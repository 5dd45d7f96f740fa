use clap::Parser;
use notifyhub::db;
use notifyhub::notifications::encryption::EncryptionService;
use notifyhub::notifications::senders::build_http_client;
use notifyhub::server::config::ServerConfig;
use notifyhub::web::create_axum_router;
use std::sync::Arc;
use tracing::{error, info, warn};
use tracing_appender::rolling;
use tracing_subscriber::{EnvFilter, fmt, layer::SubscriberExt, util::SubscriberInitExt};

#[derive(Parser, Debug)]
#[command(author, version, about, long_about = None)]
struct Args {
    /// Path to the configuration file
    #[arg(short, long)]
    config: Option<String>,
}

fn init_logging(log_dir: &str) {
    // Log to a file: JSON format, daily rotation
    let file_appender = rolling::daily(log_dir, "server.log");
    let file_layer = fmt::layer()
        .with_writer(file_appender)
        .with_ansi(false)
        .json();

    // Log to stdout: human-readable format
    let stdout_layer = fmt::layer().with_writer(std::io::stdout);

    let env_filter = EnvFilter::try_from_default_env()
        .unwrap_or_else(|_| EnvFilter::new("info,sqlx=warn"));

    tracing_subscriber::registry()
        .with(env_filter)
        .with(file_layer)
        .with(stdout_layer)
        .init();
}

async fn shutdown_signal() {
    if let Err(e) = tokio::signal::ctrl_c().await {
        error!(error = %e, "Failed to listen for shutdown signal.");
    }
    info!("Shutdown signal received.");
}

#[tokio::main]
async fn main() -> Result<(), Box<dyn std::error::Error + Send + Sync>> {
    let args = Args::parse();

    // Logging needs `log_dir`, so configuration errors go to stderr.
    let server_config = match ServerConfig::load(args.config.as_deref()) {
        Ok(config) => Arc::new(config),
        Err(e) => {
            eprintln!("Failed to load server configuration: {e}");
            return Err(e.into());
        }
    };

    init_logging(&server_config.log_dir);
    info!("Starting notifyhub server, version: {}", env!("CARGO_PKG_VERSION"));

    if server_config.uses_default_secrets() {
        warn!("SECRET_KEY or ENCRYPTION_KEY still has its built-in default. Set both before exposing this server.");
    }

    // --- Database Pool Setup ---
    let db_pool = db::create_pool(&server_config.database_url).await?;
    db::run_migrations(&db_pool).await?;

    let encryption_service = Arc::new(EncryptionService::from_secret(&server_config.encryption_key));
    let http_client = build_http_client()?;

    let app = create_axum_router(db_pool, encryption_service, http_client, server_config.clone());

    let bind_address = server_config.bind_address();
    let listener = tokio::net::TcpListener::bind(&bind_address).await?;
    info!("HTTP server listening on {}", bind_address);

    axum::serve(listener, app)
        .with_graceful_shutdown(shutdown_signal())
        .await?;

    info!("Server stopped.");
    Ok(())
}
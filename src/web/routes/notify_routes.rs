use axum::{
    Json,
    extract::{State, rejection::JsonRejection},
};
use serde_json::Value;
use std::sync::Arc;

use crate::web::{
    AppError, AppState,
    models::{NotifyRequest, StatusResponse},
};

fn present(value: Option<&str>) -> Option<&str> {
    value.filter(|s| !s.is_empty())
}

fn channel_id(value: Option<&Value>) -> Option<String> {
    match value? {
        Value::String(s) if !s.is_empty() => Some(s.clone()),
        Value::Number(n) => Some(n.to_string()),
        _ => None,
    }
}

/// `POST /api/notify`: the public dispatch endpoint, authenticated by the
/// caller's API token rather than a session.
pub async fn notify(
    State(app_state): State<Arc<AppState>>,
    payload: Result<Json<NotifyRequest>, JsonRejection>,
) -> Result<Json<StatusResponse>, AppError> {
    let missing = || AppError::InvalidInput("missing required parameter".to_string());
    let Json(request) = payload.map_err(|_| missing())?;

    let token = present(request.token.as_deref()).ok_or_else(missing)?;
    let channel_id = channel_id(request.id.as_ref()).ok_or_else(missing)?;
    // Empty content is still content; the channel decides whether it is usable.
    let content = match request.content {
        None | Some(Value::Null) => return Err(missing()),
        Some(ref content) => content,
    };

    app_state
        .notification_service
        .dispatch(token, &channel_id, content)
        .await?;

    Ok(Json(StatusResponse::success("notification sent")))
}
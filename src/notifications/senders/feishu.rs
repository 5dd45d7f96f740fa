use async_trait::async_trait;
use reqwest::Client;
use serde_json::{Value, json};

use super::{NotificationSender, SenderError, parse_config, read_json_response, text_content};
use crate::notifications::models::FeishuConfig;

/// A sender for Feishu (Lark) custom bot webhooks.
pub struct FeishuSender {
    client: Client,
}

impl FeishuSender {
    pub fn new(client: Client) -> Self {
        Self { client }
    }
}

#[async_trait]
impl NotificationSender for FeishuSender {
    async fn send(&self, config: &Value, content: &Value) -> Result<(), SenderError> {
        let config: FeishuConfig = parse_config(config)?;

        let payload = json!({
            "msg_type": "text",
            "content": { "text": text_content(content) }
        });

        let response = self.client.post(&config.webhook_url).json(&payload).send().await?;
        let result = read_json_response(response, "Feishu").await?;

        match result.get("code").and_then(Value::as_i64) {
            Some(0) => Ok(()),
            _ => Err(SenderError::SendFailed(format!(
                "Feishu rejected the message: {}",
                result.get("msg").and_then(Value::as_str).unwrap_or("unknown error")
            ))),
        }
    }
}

-=-=-=-=-

What the task asks:
The lines from the one containing "impl NotificationSender for" through the last line of the material above are to be copied exactly, both ends included.

Your response:
impl NotificationSender for FeishuSender {
    async fn send(&self, config: &Value, content: &Value) -> Result<(), SenderError> {
        let config: FeishuConfig = parse_config(config)?;

        let payload = json!({
            "msg_type": "text",
            "content": { "text": text_content(content) }
        });

        let response = self.client.post(&config.webhook_url).json(&payload).send().await?;
        let result = read_json_response(response, "Feishu").await?;

        match result.get("code").and_then(Value::as_i64) {
            Some(0) => Ok(()),
            _ => Err(SenderError::SendFailed(format!(
                "Feishu rejected the message: {}",
                result.get("msg").and_then(Value::as_str).unwrap_or("unknown error")
            ))),
        }
    }
}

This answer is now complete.